*Given data*.
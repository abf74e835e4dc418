//! HTTP server layer
//!
//! Axum server with:
//! - Single-origin CORS with credentials
//! - Request tracing
//! - Graceful shutdown
//! - JSON error responses

pub mod error;
pub mod extractors;
pub mod routes;
pub mod server;

pub use error::ApiError;
pub use server::{build_router, run_server, AppState, ServerError};
//! Route handlers organized by resource

pub mod cards;
pub mod health;
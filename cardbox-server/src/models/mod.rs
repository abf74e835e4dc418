//! Domain models for the card API

pub mod card;
pub mod validation;

pub use card::{Card, CardResponse, CardSnapshot, HealthResponse};
pub use validation::ValidationError;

*Problem statement*.
Exactly the lines from the one containing "filename cardbox-server/src/models/mod.rs" through the last line of the material above are to be returned, with nothing else.

*Answer for the task*.
filename cardbox-server/src/models/mod.rs
repository abf74e835e4dc418
//! Domain models for the card API

pub mod card;
pub mod validation;

pub use card::{Card, CardResponse, CardSnapshot, HealthResponse};
pub use validation::ValidationError;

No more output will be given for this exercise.